## Work task
Nothing belongs in the answer except the lines of the material that include "verbose".
------------------------
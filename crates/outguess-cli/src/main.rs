use clap::Parser;

mod cli;
mod commands;

use cli::{CliArgs, Commands};

pub type CliResult<T> = outguess_core::Result<T>;

fn main() -> CliResult<()> {
    env_logger::init();

    let args = CliArgs::parse();
    let verbose = args.verbose;

    match args.command {
        Commands::Hide(args) => args.run(verbose),
        Commands::Unveil(args) => args.run(verbose),
        Commands::Check(args) => args.run(),
        Commands::Capacity(args) => args.run(verbose),
        Commands::Resist(args) => args.run(),
    }
}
------------------------
## Solution for this exercise
    let verbose = args.verbose;
        Commands::Hide(args) => args.run(verbose),
        Commands::Unveil(args) => args.run(verbose),
        Commands::Capacity(args) => args.run(verbose),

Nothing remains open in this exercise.